Die Konferenz wandte sich dann dem Schicksal Polens zu, das die längste Debatte erforderte. Auf der Konferenz von Jalta war viel Boden gut gemacht worden, und es wurde bestätigt, dass die polnische Provisorische Regierung der nationalen Einheit so bald wie möglich “freie und ungehinderte Wahlen” abhalten werde. In der Potsdamer Konferenz (Berliner Konferenz) sind sich die Alliierten (UK, UdSSR, USA) einig:[2] Stalin, Churchill und Truman – sowie Attlee, der an der Seite Churchills teilnahm, während er auf das Ergebnis der Parlamentswahlen 1945 wartete und dann nach der Niederlage der Labour Party gegen die Konservativen Premierminister wurde –, versammelten sich, um zu entscheiden, wie das besiegte Nazi-Deutschland verwaltet werden sollte, das sich neun Wochen zuvor am 8. Mai (V-E Day) zur bedingungslosen Kapitulation bereit erklärt hatte. Zu den Zielen der Konferenz gehörten die Schaffung einer Nachkriegsordnung, Friedensvertragsfragen und die Bekämpfung der Auswirkungen des Krieges. Die Sowjetregierung schlug der Konferenz vor, die Spannung der territorialen Fragen dauerhaft zu lösen, nachdem der Frieden in diesen Regionen gepeacet worden war. Konkret bezog sich der Vorschlag auf den Abschnitt der Westgrenze der Union der Sozialistischen Sowjetrepubliken, der sich in der Nähe der Ostsee befand. Dieses Gebiet sollte am Ostufer der Danziger Bucht im Osten, nördlich von Braunsberg und Goldap, zum Treffpunkt der Grenzen Litauens, der Polnischen Republik und Ostpreußens führen. Der Rat der Außenminister hatte auch die Pflicht, die Friedensverträge für Bulgarien, Finnland, Ungarn und Rumänien zu prüfen und vorzubereiten.
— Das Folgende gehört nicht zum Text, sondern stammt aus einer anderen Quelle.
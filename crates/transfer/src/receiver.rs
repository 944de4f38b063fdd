//! Receiving side of a chunked transfer.

use std::ops::ControlFlow;
use std::pin::Pin;
use std::sync::Arc;
use std::sync::atomic::{AtomicBool, Ordering};
use std::task::{Context, Poll};

use bytes::Bytes;
use futures_util::Stream;
use tokio::sync::{Semaphore, mpsc};
use tracing::{debug, trace};

use chunkpipe_protocol::chunk_address;

use crate::limiter::ConcurrencyLimiter;
use crate::serial::SerialExecutor;
use crate::transport::ChunkTransport;
use crate::{TransferConfig, TransferError};

/// Pull-driven stream of reassembled chunks, in chunk-number order.
///
/// Closes after the terminator; a failed fetch is delivered as the final
/// `Err` item. Dropping the stream stops the transfer's generation loop;
/// fetches already in flight are left to finish on their own.
pub struct ChunkStream {
    rx: mpsc::Receiver<Result<Bytes, TransferError>>,
}

impl ChunkStream {
    /// Receives the next chunk; `None` once the stream has closed.
    pub async fn recv(&mut self) -> Option<Result<Bytes, TransferError>> {
        self.rx.recv().await
    }
}

impl Stream for ChunkStream {
    type Item = Result<Bytes, TransferError>;

    fn poll_next(mut self: Pin<&mut Self>, cx: &mut Context<'_>) -> Poll<Option<Self::Item>> {
        self.rx.poll_recv(cx)
    }
}

/// Fetches successive chunk addresses and reassembles the byte stream.
pub struct Receiver<T: ChunkTransport + 'static> {
    transport: Arc<T>,
    config: TransferConfig,
}

impl<T: ChunkTransport + 'static> Receiver<T> {
    pub fn new(transport: Arc<T>, config: TransferConfig) -> Self {
        Self { transport, config }
    }

    /// Starts the transfer and returns its output stream.
    ///
    /// Chunk fetches run concurrently under the configured budget and may
    /// complete in any order; delivery to the returned stream is strictly
    /// in chunk-number order. Generation of new fetches halts once the
    /// terminator has been observed, or once the consumer falls a full
    /// delivery window behind.
    pub fn stream(&self) -> ChunkStream {
        let (tx, rx) = mpsc::channel(self.config.concurrency);
        tokio::spawn(generate(
            Arc::clone(&self.transport),
            self.config.path_prefix.clone(),
            self.config.concurrency,
            tx,
        ));
        ChunkStream { rx }
    }
}

/// Generation loop: issue fetches for chunk numbers 1, 2, 3, … and feed
/// their handles, in submission order, to a serial delivery queue.
async fn generate<T: ChunkTransport + 'static>(
    transport: Arc<T>,
    path_prefix: String,
    concurrency: usize,
    tx: mpsc::Sender<Result<Bytes, TransferError>>,
) {
    let limiter = ConcurrencyLimiter::new(concurrency);
    let serial = SerialExecutor::new();
    // Bounds chunks fetched but not yet delivered; when the consumer stops
    // pulling, the window fills and generation stalls with it.
    let window = Arc::new(Semaphore::new(concurrency * 2));
    let done = Arc::new(AtomicBool::new(false));

    for number in 1u64.. {
        if done.load(Ordering::Acquire) {
            break;
        }
        let permit = Arc::clone(&window)
            .acquire_owned()
            .await
            .expect("delivery window semaphore closed");
        // The wait for a window slot can outlive the transfer.
        if done.load(Ordering::Acquire) {
            break;
        }

        let address = chunk_address(&path_prefix, number);
        let fetch = {
            let transport = Arc::clone(&transport);
            let done = Arc::clone(&done);
            async move {
                let body = transport.fetch_chunk(&address).await?;
                if body.is_empty() {
                    // Terminator seen: stop issuing new fetches, even while
                    // earlier-numbered fetches are still in flight. Delivery
                    // ordering is enforced separately below.
                    done.store(true, Ordering::Release);
                }
                Ok::<Bytes, TransferError>(body)
            }
        };
        trace!(number, "requesting chunk");
        let handle = limiter.admit_and_run(fetch).await;

        let tx = tx.clone();
        let done = Arc::clone(&done);
        serial.enqueue(async move {
            let _permit = permit;
            let result = match handle.await {
                Ok(result) => result,
                Err(join_err) => Err(TransferError::from(join_err)),
            };
            match result {
                Ok(body) if body.is_empty() => {
                    debug!(number, "terminator delivered, closing stream");
                    done.store(true, Ordering::Release);
                    ControlFlow::Break(())
                }
                Ok(body) => {
                    trace!(number, size = body.len(), "delivering chunk");
                    if tx.send(Ok(body)).await.is_err() {
                        // Consumer dropped the stream.
                        done.store(true, Ordering::Release);
                        ControlFlow::Break(())
                    } else {
                        ControlFlow::Continue(())
                    }
                }
                Err(err) => {
                    debug!(number, error = %err, "chunk fetch failed");
                    done.store(true, Ordering::Release);
                    let _ = tx.send(Err(err)).await;
                    ControlFlow::Break(())
                }
            }
        });
    }
}
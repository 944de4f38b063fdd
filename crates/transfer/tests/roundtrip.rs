//! End-to-end transfers over the in-memory relay.

use std::sync::{Arc, Mutex};

use bytes::Bytes;
use futures_util::StreamExt;

use chunkpipe_protocol::chunk_address;
use chunkpipe_transfer::{
    ChunkTransport, FileChunker, MemoryRelay, ProgressStream, Receiver, Sender, TransferConfig,
    TransferError,
};

fn byte_source(
    data: Vec<Vec<u8>>,
) -> impl futures_util::Stream<Item = Result<Bytes, TransferError>> + Send {
    futures_util::stream::iter(data.into_iter().map(|chunk| Ok(Bytes::from(chunk))))
}

fn split(data: &[u8], chunk_size: usize) -> Vec<Vec<u8>> {
    data.chunks(chunk_size).map(|c| c.to_vec()).collect()
}

async fn roundtrip(
    data: &[u8],
    chunk_size: usize,
    concurrency: usize,
) -> Result<Vec<u8>, TransferError> {
    let relay = Arc::new(MemoryRelay::new());
    let config = TransferConfig::new("roundtrip")
        .with_chunk_size(chunk_size)
        .with_concurrency(concurrency);

    let sender = Sender::new(Arc::clone(&relay), config.clone());
    let receiver = Receiver::new(Arc::clone(&relay), config);

    let source = byte_source(split(data, chunk_size));
    let send_task = tokio::spawn(async move { sender.send(source).await });

    let mut stream = receiver.stream();
    let mut received = Vec::new();
    while let Some(chunk) = stream.recv().await {
        received.extend_from_slice(&chunk?);
    }

    send_task.await.unwrap()?;
    Ok(received)
}

#[tokio::test]
async fn roundtrip_preserves_bytes() {
    let data: Vec<u8> = (0..10_000u32).map(|i| (i % 251) as u8).collect();
    let received = roundtrip(&data, 512, 4).await.unwrap();
    assert_eq!(received, data);
}

#[tokio::test]
async fn roundtrip_empty_source() {
    let received = roundtrip(b"", 512, 4).await.unwrap();
    assert!(received.is_empty());
}

#[tokio::test]
async fn roundtrip_single_short_chunk() {
    let received = roundtrip(b"hi", 512, 2).await.unwrap();
    assert_eq!(&received, b"hi");
}

/// 10 bytes, chunk size 4, concurrency 1: chunks are 4+4+2 bytes at
/// numbers 1..=3 with the terminator at 4, and the receiver reproduces
/// the original bytes.
#[tokio::test]
async fn ten_bytes_chunk_four_concurrency_one() {
    let data = b"0123456789";
    let relay = Arc::new(MemoryRelay::new());
    let config = TransferConfig::new("scenario")
        .with_chunk_size(4)
        .with_concurrency(1);

    let sender = Sender::new(Arc::clone(&relay), config.clone());
    sender.send(byte_source(split(data, 4))).await.unwrap();

    // Exactly chunks 1..=3 plus the terminator at 4 were posted.
    assert_eq!(relay.pending(), 4);

    let receiver = Receiver::new(Arc::clone(&relay), config);
    let mut stream = receiver.stream();
    let mut chunks = Vec::new();
    while let Some(chunk) = stream.recv().await {
        chunks.push(chunk.unwrap());
    }

    let sizes: Vec<usize> = chunks.iter().map(|c| c.len()).collect();
    assert_eq!(sizes, vec![4, 4, 2]);
    let joined: Vec<u8> = chunks.iter().flat_map(|c| c.iter().copied()).collect();
    assert_eq!(&joined, data);
}

/// The terminator lands exactly one past the last real chunk and is the
/// only empty chunk of the transfer.
#[tokio::test]
async fn terminator_position_and_uniqueness() {
    let relay = Arc::new(MemoryRelay::new());
    let config = TransferConfig::new("term").with_chunk_size(4);
    let sender = Sender::new(Arc::clone(&relay), config);
    sender.send(byte_source(split(b"0123456789", 4))).await.unwrap();

    for n in 1..=3u64 {
        let body = relay.fetch_chunk(&chunk_address("term", n)).await.unwrap();
        assert!(!body.is_empty(), "chunk {n} must carry payload");
    }
    let terminator = relay.fetch_chunk(&chunk_address("term", 4)).await.unwrap();
    assert!(terminator.is_empty());
    assert_eq!(relay.pending(), 0);
}

/// Receiver pulls while the sender is still posting, at higher
/// concurrency than the sender.
#[tokio::test]
async fn concurrent_send_and_receive() {
    let data: Vec<u8> = (0..50_000u32).map(|i| (i * 7 % 256) as u8).collect();
    let relay = Arc::new(MemoryRelay::new());
    let send_config = TransferConfig::new("pipelined")
        .with_chunk_size(1024)
        .with_concurrency(2);
    let recv_config = send_config.clone().with_concurrency(6);

    let sender = Sender::new(Arc::clone(&relay), send_config);
    let receiver = Receiver::new(Arc::clone(&relay), recv_config);

    let source = byte_source(split(&data, 1024));
    let send_task = tokio::spawn(async move { sender.send(source).await });

    let mut stream = receiver.stream();
    let mut received = Vec::new();
    while let Some(chunk) = stream.recv().await {
        received.extend_from_slice(&chunk.unwrap());
    }

    assert_eq!(send_task.await.unwrap().unwrap(), data.len() as u64);
    assert_eq!(received, data);
}

/// File on disk -> chunker -> progress -> sender -> relay -> receiver.
#[tokio::test]
async fn file_roundtrip_with_progress() {
    let dir = tempfile::tempdir().unwrap();
    let path = dir.path().join("payload.bin");
    let data: Vec<u8> = (0..9_999u32).map(|i| (i % 209) as u8).collect();
    std::fs::write(&path, &data).unwrap();

    let relay = Arc::new(MemoryRelay::new());
    let config = TransferConfig::new("file-rt")
        .with_chunk_size(1000)
        .with_concurrency(3);

    let totals = Arc::new(Mutex::new(Vec::new()));
    let recorded = Arc::clone(&totals);
    let chunker = FileChunker::open(&path, config.chunk_size).await.unwrap();
    let source = ProgressStream::new(
        chunker.into_stream(),
        Box::new(move |n| recorded.lock().unwrap().push(n)),
    );

    let sender = Sender::new(Arc::clone(&relay), config.clone());
    let receiver = Receiver::new(Arc::clone(&relay), config);

    let send_task = tokio::spawn(async move { sender.send(source).await });

    let mut received = Vec::new();
    let mut stream = receiver.stream();
    while let Some(chunk) = stream.next().await {
        received.extend_from_slice(&chunk.unwrap());
    }

    send_task.await.unwrap().unwrap();
    assert_eq!(received, data);

    let totals = totals.lock().unwrap();
    assert!(totals.windows(2).all(|w| w[0] <= w[1]));
    assert_eq!(*totals.last().unwrap(), data.len() as u64);
}
//! Chunked relay transfer engine.
//!
//! Moves a byte stream of unknown length through an HTTP relay as numbered,
//! hash-addressed chunks. The sender splits the stream and POSTs each chunk
//! to its address under a bounded concurrency budget, then POSTs an empty
//! terminator chunk. The receiver GETs successive addresses with the same
//! budget and reassembles the chunks in order even though individual fetches
//! complete out of order.
//!
//! # Wire protocol
//!
//! For a transfer identified by `path_prefix`:
//! - `POST address(path_prefix, n)` with chunk *n*'s bytes, `n = 1..=K`,
//!   then `n = K + 1` with an empty body (`Content-Length: 0`) to terminate.
//! - `GET address(path_prefix, n)` for `n = 1, 2, …`; an empty response body
//!   ends the logical stream.
//!
//! A zero-length body is reserved for the terminator, so the payload stream
//! must never produce an empty chunk; [`Sender::send`] rejects one rather
//! than cutting the transfer short on the receiving side.

mod chunker;
mod limiter;
mod progress;
mod receiver;
mod sender;
mod serial;
mod transport;

pub use chunker::FileChunker;
pub use limiter::ConcurrencyLimiter;
pub use progress::{ProgressCallback, ProgressStream};
pub use receiver::{ChunkStream, Receiver};
pub use sender::Sender;
pub use serial::SerialExecutor;
pub use transport::{ChunkTransport, HttpTransport, MemoryRelay};

/// Default chunk size: 1 MiB.
///
/// Each chunk is held in memory in full on both sides, so the chunk size
/// bounds per-transfer memory at roughly `chunk_size * concurrency`.
pub const DEFAULT_CHUNK_SIZE: usize = 1024 * 1024;

/// Default number of in-flight requests per transfer.
pub const DEFAULT_CONCURRENCY: usize = 4;

/// Errors produced by the transfer engine.
#[derive(Debug, thiserror::Error)]
pub enum TransferError {
    #[error("I/O error: {0}")]
    Io(#[from] std::io::Error),

    #[error("HTTP request failed: {0}")]
    Http(#[from] reqwest::Error),

    #[error("protocol error: {0}")]
    Protocol(String),

    #[error("transfer task failed: {0}")]
    Join(#[from] tokio::task::JoinError),
}

/// Per-transfer configuration, supplied by the caller.
///
/// Nothing here is read from the environment; a transfer session owns its
/// configuration and is discarded when the stream completes or fails.
#[derive(Debug, Clone)]
pub struct TransferConfig {
    /// Opaque transfer identifier; hashed together with each chunk number
    /// to form chunk addresses.
    pub path_prefix: String,
    /// Chunk size in bytes for local sources (sender side).
    pub chunk_size: usize,
    /// Concurrency budget: maximum in-flight requests.
    pub concurrency: usize,
}

impl TransferConfig {
    /// Creates a configuration with default chunk size and concurrency.
    pub fn new(path_prefix: impl Into<String>) -> Self {
        Self {
            path_prefix: path_prefix.into(),
            chunk_size: DEFAULT_CHUNK_SIZE,
            concurrency: DEFAULT_CONCURRENCY,
        }
    }

    /// Sets the chunk size (0 falls back to [`DEFAULT_CHUNK_SIZE`]).
    pub fn with_chunk_size(mut self, chunk_size: usize) -> Self {
        self.chunk_size = if chunk_size == 0 {
            DEFAULT_CHUNK_SIZE
        } else {
            chunk_size
        };
        self
    }

    /// Sets the concurrency budget (clamped to at least 1).
    pub fn with_concurrency(mut self, concurrency: usize) -> Self {
        self.concurrency = concurrency.max(1);
        self
    }
}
Da De Gaulle nicht zur Konferenz eingeladen worden war, wehrten sich die Franzosen gegen die Umsetzung der Potsdamer Abkommen in ihrer Besatzungszone. Insbesondere weigerten sich die Franzosen, vertriebene Deutsche aus dem Osten umzusiedeln. Außerdem hätten die Franzosen keine Verpflichtung zur Einhaltung des Potsdamer Abkommens in den Beratungen des Alliierten Kontrollrates akzeptiert; insbesondere Widerstand gegen alle Vorschläge zur Schaffung gemeinsamer Politiken und Institutionen in ganz Deutschland und alles, was sie befürchteten, könnte zur Entstehung einer eventuellen einheitlichen deutschen Regierung führen. [1] Neben der Regelung von Deutschland und Polen stimmten die Potsdamer Unterhändler der Bildung eines Rates der Außenminister zu, der im Namen der Vereinigten Staaten, Großbritanniens, der Sowjetunion und Chinas die Ausarbeitung von Friedensverträgen mit den ehemaligen Verbündeten Deutschlands regeln sollte. Die Konferenzteilnehmer kamen auch überein, das Übereinkommen von Montreux von 1936 zu überarbeiten, das der Türkei die alleinige Kontrolle über die türkische Meerenge einbrachte. Darüber hinaus veröffentlichten die Vereinigten Staaten, Großbritannien und China die “Potsdamer Erklärung”, die Japan mit “sofortiger und völliger Zerstörung” drohte, wenn es nicht sofort kapitulierte (die Sowjetunion hat die Erklärung nicht unterzeichnet, weil sie Japan noch den Krieg erklärt hatte).